I tested two different MKII chargers and the results were the same, 80% capacity of a 4.20v per cell charge.
If you fly to a higher cutoff voltage and use less of the total pack capacity, percentage of charge for the MKII would be less not more.

The MKII is a nice safe charger for Lipo, but unless there was a revision change(?) it can’t charge a 3-cell pack to 12.4v because it terminates the charge at a lithium-ion safe 4.1v per cell or 12.3v.

This is a test I did for capacity vs. Resting voltage.

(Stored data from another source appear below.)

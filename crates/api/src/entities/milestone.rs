use std::{fmt, str::FromStr};

use chrono::{DateTime, Utc};
use serde::{Deserialize, Serialize};
use utoipa::ToSchema;
use uuid::Uuid;

#[derive(Debug, Clone, Copy, PartialEq, Eq, Serialize, Deserialize, ToSchema)]
#[serde(rename_all = "kebab-case")]
pub enum MilestoneStatus {
  Pending,
  #[serde(alias = "in_progress")]
  InProgress,
  Completed,
  Approved,
  Overdue,
}

impl fmt::Display for MilestoneStatus {
  fn fmt(&self, f: &mut fmt::Formatter) -> fmt::Result {
    match self {
      MilestoneStatus::Pending => write!(f, "pending"),
      MilestoneStatus::InProgress => write!(f, "in-progress"),
      MilestoneStatus::Completed => write!(f, "completed"),
      MilestoneStatus::Approved => write!(f, "approved"),
      MilestoneStatus::Overdue => write!(f, "overdue"),
    }
  }
}

impl FromStr for MilestoneStatus {
  type Err = String;

  fn from_str(s: &str) -> Result<Self, Self::Err> {
    match s {
      "pending" => Ok(MilestoneStatus::Pending),
      "in-progress" | "in_progress" => Ok(MilestoneStatus::InProgress),
      "completed" => Ok(MilestoneStatus::Completed),
      "approved" => Ok(MilestoneStatus::Approved),
      "overdue" => Ok(MilestoneStatus::Overdue),
      _ => Err(format!("'{}' is not a valid variant", s)),
    }
  }
}

#[derive(Serialize, Deserialize, Debug, Clone, PartialEq, ToSchema)]
#[serde(rename_all = "camelCase")]
pub struct Milestone {
  pub id: Uuid,
  pub title: String,
  pub description: String,
  pub due_date: DateTime<Utc>,
  #[serde(alias = "payment")]
  pub amount: f64,
  pub status: MilestoneStatus,
  pub completed_at: Option<DateTime<Utc>>,
  pub approved_at: Option<DateTime<Utc>>,
  pub created_at: DateTime<Utc>,
}
use anyhow::{anyhow, Context};
use argon2::password_hash::SaltString;
use argon2::{Algorithm, Argon2, Params, PasswordHash, PasswordHasher, PasswordVerifier, Version};
use chrono::{DateTime, Utc};
use rand_core::OsRng;
use secrecy::{ExposeSecret, SecretBox};
use serde::Deserialize;
use tokio::task;
use tracing::{error, info};
use uuid::Uuid;

use crate::{
  entities::user::{
    Company, Education, Experience, InvestmentPreferences, Profile, Role, RoleDetails, SocialLinks, User,
  },
  error::{ApiError, ApiResult},
  store::Store,
};

pub const PASSWORD_MIN_CHARS: usize = 6;

#[derive(Debug, Deserialize)]
pub struct LoginParams {
  pub email: String,
  pub password: SecretBox<String>,
}

pub async fn login(store: &dyn Store, params: LoginParams) -> ApiResult<User> {
  let user = store
    .find_user_by_email(&normalize_email(&params.email))
    .await?
    .ok_or(ApiError::InvalidCredentials())?;

  verify_password(SecretBox::from(Box::new(user.password.to_owned())), params.password).await?;
  Ok(user)
}

#[derive(Debug, Deserialize)]
pub struct RegisterParams {
  pub first_name: String,
  pub last_name: String,
  pub email: String,
  pub password: SecretBox<String>,
  pub role: Role,
}

/// Registers a new user with an empty profile for the chosen role
///
/// # Errors
/// - InvalidInput if the role is `admin` or the password is too short
/// - UserAlreadyExist if the email is taken, ignoring case
pub async fn register(store: &dyn Store, mut params: RegisterParams, now: DateTime<Utc>) -> ApiResult<User> {
  if params.role == Role::Admin {
    return Err(ApiError::InvalidInput("The admin role cannot be self-assigned".to_string()));
  }
  ensure_password_length(&params.password)?;

  let email = normalize_email(&params.email);
  if store.find_user_by_email(&email).await?.is_some() {
    return Err(ApiError::UserAlreadyExist(email));
  }

  let password = std::mem::take(&mut params.password);
  let hashed_password = hash_password(password).await?;

  let user = User {
    id: Uuid::new_v4(),
    first_name: params.first_name.trim().to_string(),
    last_name: params.last_name.trim().to_string(),
    email,
    password: hashed_password,
    profile: Profile::default(),
    details: RoleDetails::for_role(params.role),
    is_verified: false,
    created_at: now,
    updated_at: now,
  };
  store.insert_user(&user).await?;

  info!("Registered {} {}", user.role(), user.id);

  Ok(user)
}

/// Fields that only apply to one role.
#[derive(Debug, Default)]
pub struct RoleChanges {
  pub hourly_rate: Option<f64>,
  pub experience: Option<Vec<Experience>>,
  pub education: Option<Vec<Education>>,
  pub company: Option<Company>,
  pub investment_preferences: Option<InvestmentPreferences>,
}

#[derive(Debug, Default)]
pub struct ProfileChanges {
  pub first_name: Option<String>,
  pub last_name: Option<String>,
  pub email: Option<String>,
  pub password: Option<SecretBox<String>>,
  pub bio: Option<String>,
  pub skills: Option<Vec<String>>,
  pub location: Option<String>,
  pub avatar: Option<String>,
  pub social: Option<SocialLinks>,
  pub role_details: RoleChanges,
}

/// Updates the caller's own profile. The role never changes; fields of
/// another role are rejected.
pub async fn update_profile(
  store: &dyn Store,
  user: User,
  params: ProfileChanges,
  now: DateTime<Utc>,
) -> ApiResult<User> {
  let mut user = user;

  apply_role_changes(&mut user.details, params.role_details)?;

  if let Some(first_name) = params.first_name {
    user.first_name = first_name.trim().to_string();
  }
  if let Some(last_name) = params.last_name {
    user.last_name = last_name.trim().to_string();
  }
  if let Some(email) = params.email {
    user.email = normalize_email(&email);
  }
  if let Some(bio) = params.bio {
    user.profile.bio = Some(bio);
  }
  if let Some(skills) = params.skills {
    user.profile.skills = skills;
  }
  if let Some(location) = params.location {
    user.profile.location = Some(location);
  }
  if let Some(avatar) = params.avatar {
    user.profile.avatar = Some(avatar);
  }
  if let Some(social) = params.social {
    user.profile.social = social;
  }
  if let Some(password) = params.password {
    ensure_password_length(&password)?;
    user.password = hash_password(password).await?;
  }
  user.updated_at = now;

  store.update_user(&user).await?;

  Ok(user)
}

fn apply_role_changes(details: &mut RoleDetails, changes: RoleChanges) -> ApiResult<()> {
  let role = details.role();
  let RoleChanges {
    hourly_rate,
    experience,
    education,
    company,
    investment_preferences,
  } = changes;

  let freelancer_fields = [
    ("hourlyRate", hourly_rate.is_some()),
    ("experience", experience.is_some()),
    ("education", education.is_some()),
  ];
  let entrepreneur_fields = [("company", company.is_some())];
  let investor_fields = [("investmentPreferences", investment_preferences.is_some())];

  match details {
    RoleDetails::Freelancer(freelancer) => {
      reject_foreign_fields(role, entrepreneur_fields.iter().chain(&investor_fields))?;

      if let Some(rate) = hourly_rate {
        if !rate.is_finite() || rate < 0.0 {
          return Err(ApiError::InvalidInput("hourlyRate must be a non-negative number".to_string()));
        }
        freelancer.hourly_rate = Some(rate);
      }
      if let Some(experience) = experience {
        freelancer.experience = experience;
      }
      if let Some(education) = education {
        freelancer.education = education;
      }
    },
    RoleDetails::Entrepreneur(entrepreneur) => {
      reject_foreign_fields(role, freelancer_fields.iter().chain(&investor_fields))?;

      if let Some(company) = company {
        entrepreneur.company = Some(company);
      }
    },
    RoleDetails::Investor(investor) => {
      reject_foreign_fields(role, freelancer_fields.iter().chain(&entrepreneur_fields))?;

      if let Some(preferences) = investment_preferences {
        investor.investment_preferences = Some(preferences);
      }
    },
    RoleDetails::Admin => {
      reject_foreign_fields(
        role,
        freelancer_fields
          .iter()
          .chain(&entrepreneur_fields)
          .chain(&investor_fields),
      )?;
    },
  }

  Ok(())
}

fn reject_foreign_fields<'a>(role: Role, fields: impl Iterator<Item = &'a (&'static str, bool)>) -> ApiResult<()> {
  let foreign: Vec<&str> = fields.filter(|(_, present)| *present).map(|(name, _)| *name).collect();

  if foreign.is_empty() {
    Ok(())
  } else {
    Err(ApiError::InvalidInput(format!(
      "{} cannot be set for the {} role",
      foreign.join(", "),
      role
    )))
  }
}

fn normalize_email(email: &str) -> String {
  email.trim().to_lowercase()
}

fn ensure_password_length(password: &SecretBox<String>) -> ApiResult<()> {
  if password.expose_secret().chars().count() < PASSWORD_MIN_CHARS {
    return Err(ApiError::InvalidInput(format!(
      "Password must be at least {PASSWORD_MIN_CHARS} characters"
    )));
  }
  Ok(())
}

async fn hash_password(password: SecretBox<String>) -> ApiResult<String> {
  task::spawn_blocking(move || {
    let salt = SaltString::generate(&mut OsRng);
    let params = Params::new(15000, 2, 1, None).map_err(|err| anyhow!("invalid argon2 params: {err}"))?;
    let argon2_config = Argon2::new(Algorithm::Argon2id, Version::V0x13, params);

    argon2_config
      .hash_password(password.expose_secret().as_bytes(), &salt)
      .map_err(|err| {
        error!("Failed to hash password: {}", err);
        ApiError::InvalidCredentials()
      })
      .map(|hash| hash.to_string())
  })
  .await
  .context("panic in hash_password()")?
}

async fn verify_password(
  expected_password_hash: SecretBox<String>,
  password_candidate: SecretBox<String>,
) -> ApiResult<()> {
  task::spawn_blocking(move || {
    let parsed_hash = PasswordHash::new(expected_password_hash.expose_secret()).map_err(|err| {
      info!("Failed to parse password hash: {}", err);
      ApiError::InvalidCredentials()
    })?;

    Argon2::default()
      .verify_password(password_candidate.expose_secret().as_bytes(), &parsed_hash)
      .map_err(|_| ApiError::InvalidCredentials())
  })
  .await
  .context("panic in verify_password()")?
}
use axum::{
  extract::{Request, State},
  http::{header, HeaderValue, StatusCode},
  middleware::Next,
  response::IntoResponse,
  Json,
};
use axum_extra::extract::cookie::CookieJar;
use chrono::Utc;
use jsonwebtoken::{decode, encode, DecodingKey, EncodingKey, Header, Validation};
use secrecy::SecretBox;
use serde::{Deserialize, Serialize};
use tower_cookies::{
  cookie::{time::Duration, SameSite},
  Cookie,
};
use tracing::{debug, instrument};
use utoipa::ToSchema;
use utoipa_axum::{router::OpenApiRouter, routes};
use uuid::Uuid;
use validator::Validate;

use crate::{
  entities::user::{Role, User},
  error::{ApiError, ApiResult},
  service::{mutation, query},
  AppJson, AppState,
};

const AUTH_TAG: &str = "auth";
pub(crate) const AUTH_COOKIE_NAME: &str = "token";

#[derive(Debug, Serialize, Deserialize)]
pub struct Claims {
  pub sub: String, // User associated with token
  pub iat: usize,  // Issued at time of the token
  pub exp: usize,  // Expiry time of the token
}

pub struct Keys {
  pub encoding: EncodingKey,
  pub decoding: DecodingKey,
}

impl Keys {
  pub fn new(secret: &[u8]) -> Self {
    Self {
      encoding: EncodingKey::from_secret(secret),
      decoding: DecodingKey::from_secret(secret),
    }
  }
}

/// Issues a token for `user_id` valid for `maxage` minutes.
pub fn encode_jwt(user_id: Uuid, keys: &Keys, maxage: i64) -> ApiResult<String> {
  let now = Utc::now();
  let iat = now.timestamp() as usize;
  let exp = (now + chrono::Duration::minutes(maxage)).timestamp() as usize;
  let claims: Claims = Claims {
    sub: user_id.to_string(),
    exp,
    iat,
  };

  encode(&Header::default(), &claims, &keys.encoding)
    .map_err(|_| ApiError::Anyhow(anyhow::anyhow!("Can't encode token")))
}

pub fn decode_jwt(token: &str, keys: &Keys) -> ApiResult<Uuid> {
  let claims = decode::<Claims>(token, &keys.decoding, &Validation::default())
    .map_err(|_| ApiError::Unauthenticated("Invalid token".to_string()))?
    .claims;

  Uuid::parse_str(&claims.sub).map_err(|_| ApiError::Unauthenticated("Invalid token".to_string()))
}

pub async fn auth_guard(
  cookie_jar: CookieJar,
  State(state): State<AppState>,
  mut req: Request,
  next: Next,
) -> ApiResult<impl IntoResponse> {
  // Bearer header wins over the cookie
  let token = req
    .headers()
    .get(header::AUTHORIZATION)
    .and_then(|auth_header| auth_header.to_str().ok())
    .and_then(|auth_value| {
      auth_value
        .strip_prefix("Bearer ")
        .map(|auth_value| auth_value.to_owned())
    })
    .filter(|token| !token.is_empty())
    .or_else(|| {
      cookie_jar
        .get(AUTH_COOKIE_NAME)
        .map(|cookie| cookie.value().to_string())
        .filter(|token| !token.is_empty())
    });

  let token =
    token.ok_or_else(|| ApiError::Unauthenticated("You are not logged in, please provide token".to_string()))?;

  let user_id = decode_jwt(&token, &state.keys)?;

  let user = query::users::find_by_id(state.store.as_ref(), user_id)
    .await?
    .ok_or_else(|| ApiError::Unauthenticated("The user belonging to this token no longer exists".to_string()))?;

  debug!("Authenticated user {} ({})", user.id, user.role());

  req.extensions_mut().insert(user);
  Ok(next.run(req).await)
}

pub fn init_auth_routes() -> OpenApiRouter<AppState> {
  OpenApiRouter::new()
    .routes(routes!(register))
    .routes(routes!(login))
    .routes(routes!(logout))
}

#[derive(Debug, Deserialize, Validate, ToSchema)]
#[serde(rename_all = "camelCase")]
pub struct RegisterRequest {
  #[validate(length(min = 1, max = 50))]
  first_name: String,
  #[validate(length(min = 1, max = 50))]
  last_name: String,
  #[validate(email)]
  email: String,
  #[validate(length(min = 6))]
  password: String,
  role: Role,
}

#[derive(Debug, Serialize, Deserialize, ToSchema)]
pub struct AuthResponse {
  pub token: String,
  pub user: User,
}

#[utoipa::path(
  post,
  path = "/register",
  tag = AUTH_TAG,
  request_body = RegisterRequest,
  responses(
    (status = 201, description = "User registered", body = AuthResponse),
    (status = 400, description = "Validation error"),
    (status = 409, description = "Email already registered")
  )
)]
#[instrument(skip(state, input))]
async fn register(
  State(state): State<AppState>,
  AppJson(input): AppJson<RegisterRequest>,
) -> ApiResult<impl IntoResponse> {
  input.validate()?;

  let params = mutation::users::RegisterParams {
    first_name: input.first_name,
    last_name: input.last_name,
    email: input.email,
    password: SecretBox::new(Box::new(input.password)),
    role: input.role,
  };

  debug!("Register new user with request: {:?}", params);

  let user = mutation::users::register(state.store.as_ref(), params, Utc::now()).await?;
  let token = encode_jwt(user.id, &state.keys, state.token_maxage)?;

  let cookie = auth_cookie_header(token.clone(), state.token_maxage)?;

  Ok((
    StatusCode::CREATED,
    [(header::SET_COOKIE, cookie)],
    Json(AuthResponse { token, user }),
  ))
}

#[derive(Debug, Deserialize, Validate, ToSchema)]
pub struct LoginRequest {
  #[validate(email)]
  email: String,
  #[validate(length(min = 1))]
  password: String,
}

#[utoipa::path(
  post,
  path = "/login",
  tag = AUTH_TAG,
  request_body = LoginRequest,
  responses(
    (status = 200, description = "Login successful", body = AuthResponse),
    (status = 401, description = "Invalid credentials"),
    (status = 400, description = "Validation error")
  )
)]
#[instrument(skip(state, input))]
async fn login(
  State(state): State<AppState>,
  AppJson(input): AppJson<LoginRequest>,
) -> ApiResult<impl IntoResponse> {
  input.validate()?;

  let params = mutation::users::LoginParams {
    email: input.email,
    password: SecretBox::new(Box::new(input.password)),
  };

  debug!("Try login user with params {:?}", params);

  let user = mutation::users::login(state.store.as_ref(), params).await?;
  let token = encode_jwt(user.id, &state.keys, state.token_maxage)?;

  let cookie = auth_cookie_header(token.clone(), state.token_maxage)?;

  Ok(([(header::SET_COOKIE, cookie)], Json(AuthResponse { token, user })))
}

#[utoipa::path(
  post,
  path = "/logout",
  tag = AUTH_TAG,
  responses(
    (status = 200, description = "Logout successful")
  )
)]
async fn logout() -> ApiResult<impl IntoResponse> {
  let cookie = auth_cookie_header(String::new(), -1)?;

  Ok((
    [(header::SET_COOKIE, cookie)],
    Json(serde_json::json!({ "status": "success" })),
  ))
}

fn auth_cookie_header(token: String, maxage: i64) -> ApiResult<HeaderValue> {
  HeaderValue::from_str(&build_auth_cookie(token, maxage).to_string())
    .map_err(|e| ApiError::Anyhow(anyhow::anyhow!("Can't build auth cookie: {e}")))
}

/// Http-only auth cookie living `maxage` minutes; a negative age clears it.
fn build_auth_cookie(token: String, maxage: i64) -> Cookie<'static> {
  Cookie::build((AUTH_COOKIE_NAME, token))
    .path("/")
    .max_age(Duration::minutes(maxage))
    .same_site(SameSite::Lax)
    .http_only(true)
    .build()
}

#[cfg(test)]
mod tests {
  use super::*;

  #[test]
  fn test_jwt_round_trip() {
    let keys = Keys::new(b"test-secret");
    let user_id = Uuid::new_v4();

    let token = encode_jwt(user_id, &keys, 60).unwrap();
    assert_eq!(decode_jwt(&token, &keys).unwrap(), user_id);

    let other = Keys::new(b"another-secret");
    assert!(matches!(decode_jwt(&token, &other), Err(ApiError::Unauthenticated(_))));
  }

  #[test]
  fn test_expired_token_is_rejected() {
    let keys = Keys::new(b"test-secret");
    let token = encode_jwt(Uuid::new_v4(), &keys, -10).unwrap();

    assert!(matches!(decode_jwt(&token, &keys), Err(ApiError::Unauthenticated(_))));
  }

  #[test]
  fn test_auth_cookie_header() {
    let value = auth_cookie_header("abc".to_string(), 60).unwrap();
    let value = value.to_str().unwrap();
    assert!(value.starts_with("token=abc"));
    assert!(value.contains("HttpOnly"));
    assert!(value.contains("Max-Age=3600"));

    let cleared = auth_cookie_header(String::new(), -1).unwrap();
    assert!(cleared.to_str().unwrap().starts_with("token=;"));
  }
}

72 degree pack and room temp.
The (999mAh) pack was discharged each time at 1C, to a 3v per cell cutoff.
Then I added a fixed percentage of charge, and measured the resting voltage after 12 hours.
Next I discharged the pack and verified the percentage of capacity.
At the end of all testing I charged the pack fully and did a accuracy / repeatability test.
The repeatability of the test was over 98%.

4.20v = 100%
4.03v = 76%
3.86v = 52%
3.83v = 42%
3.79v = 30%
3.70v = 11%
3.6?v = 0%

Capacity below 3.7v "resting" is not usable for flying, it's where the battery voltage dump begins.

Jim

<EDIT>
Recent Capacity@Voltage graphs (testing new packs), are located here.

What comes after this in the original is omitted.